I like our female lead luring the T-Rex to the final battle. She goes from "useless-female-love-interest" to "courageous female lead" with that one decision, and I like that.

I like the idea of making a new species of dinosaur just to draw in more crowds. Mixing different dinosaur (and modern animal) genes purely to produce visual effects, but ignoring the behavioral problems this will cause is something I can totally imagine Ingen doing, but you'd think they would have made their hybrid look cooler. Add spines, add a bizarre scale pattern, give it spikes on the skull, make its claws as long as its legs--go nuts making it look amazing and terrifying! The geneticists in the movie certainly would have, since the goal was to exaggerate the predator traits for spectator awe, so why does it look just like a T-Rex? Sorry, but it is not terrifying. It does not even look unique!

Four screenwriters, and none of them thought to make the new dinosaur behave less predictably due to its genetic makeup?
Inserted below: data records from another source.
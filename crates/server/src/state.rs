//! Application state shared across handlers.

use myvoice_coach::VoiceCoach;
use myvoice_core::config::AppConfig;
use myvoice_registry::{ChunkAssembler, DemoRegistry};
use myvoice_storage::ObjectStore;
use std::sync::Arc;

/// Shared application state.
#[derive(Clone)]
pub struct AppState {
    /// Application configuration.
    pub config: Arc<AppConfig>,
    /// Object storage backend.
    pub storage: Arc<dyn ObjectStore>,
    /// Demo catalog.
    pub registry: Arc<DemoRegistry>,
    /// Chunked-upload reassembler.
    pub chunks: Arc<ChunkAssembler>,
    /// Completion-API bridge.
    pub coach: Arc<VoiceCoach>,
}

impl AppState {
    /// Create application state over a storage backend.
    pub fn new(config: AppConfig, storage: Arc<dyn ObjectStore>) -> Self {
        let registry = Arc::new(DemoRegistry::new(storage.clone()));
        let chunks = Arc::new(ChunkAssembler::new(
            storage.clone(),
            config.server.max_chunk_size,
        ));
        let coach = Arc::new(VoiceCoach::from_config(&config.coach));

        Self {
            config: Arc::new(config),
            storage,
            registry,
            chunks,
            coach,
        }
    }
}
It doesn't really do anything different from any of the other species of dinosaur they have, and the story could have shown far more surprises to put the heroes in more danger. That would justify why this dinosaur is so hard to kill! In the movie, the only reason nobody can kill the hybrid is because it causes so much damage nobody can aim their guns at it long enough to put it to sleep. It's pretty contrived. Making it behave in more unpredictable ways would have gone a long way to personify the danger of tampering with life for the sake of profit, and the unexpected consequences.

The screenwriters could have gone the opposite direction with this. Jurassic World makes a bizarre chimera of dinosaur traits, portrays it as a fierce predator to the crowd, but behind the scenes the animal is constantly sick, can barely walk, and sleeps 18 hours a day because its metabolism is not fast enough to support its bulk. That would have been a bold, poignant direction to take the idea.

There could have been a lot more story in this, but they settled for tried-and-true, rampaging dinosaur action. For that, it's pretty good. The final fight at the end is very well-done, bringing multiple species into the battle for a cooperative fight against a common enemy. They really did make these fights unique. It's on par with the original, but since the special effects are not innovative anymore, it doesn't have the same impact.

Of course, Michael Crichton's original message about the danger of science advancing ahead of safety for the sake of profit is lost on screen. The message is more relevant than ever, and it needs to be presented as more than just a monster movie plot.

Most movies these days do everything halfway. They have some good ideas, and they don't develop them enough! This has been a complaint of movies for years: focus on the visuals, not the story. I think we've reached a point where we want the action to mean something. VFX don't stand on their own anymore. They need story to support them.


*

How the hell did those kids get the old Jurassic Park vehicle to work?! At least 30 years to rust and rot--the tires should have been shot by then, plus the fluid systems rusted through. And surely central control would have been able to take remote control of their gyrosphere and prevent them from leaving the perimeter like that.

Wait, um, how close was the T-Rex exhibit? Would they really put it right next door to the visitor's center??

...what was the purpose of putting those raptors in headcages? And how do you get a raptor in one??

And boy, there were a lot of product placements in that movie, and they were distracting. The movie comes so close to making fun of how ridiculous sponsor-naming has become, but of course it only goes halfway because the filmmakers couldn't upset the real sponsors. I totally dare some company to put its name to the next dinosaur that slaughters a few thousand people. Or better yet, let's name some killer dinosaurs after companies who deserve it: Monsantosaurus, BPosaurus, Microsoftodon, Exxonodon, Comcastosaurus, Dowodon. We could have fun with this!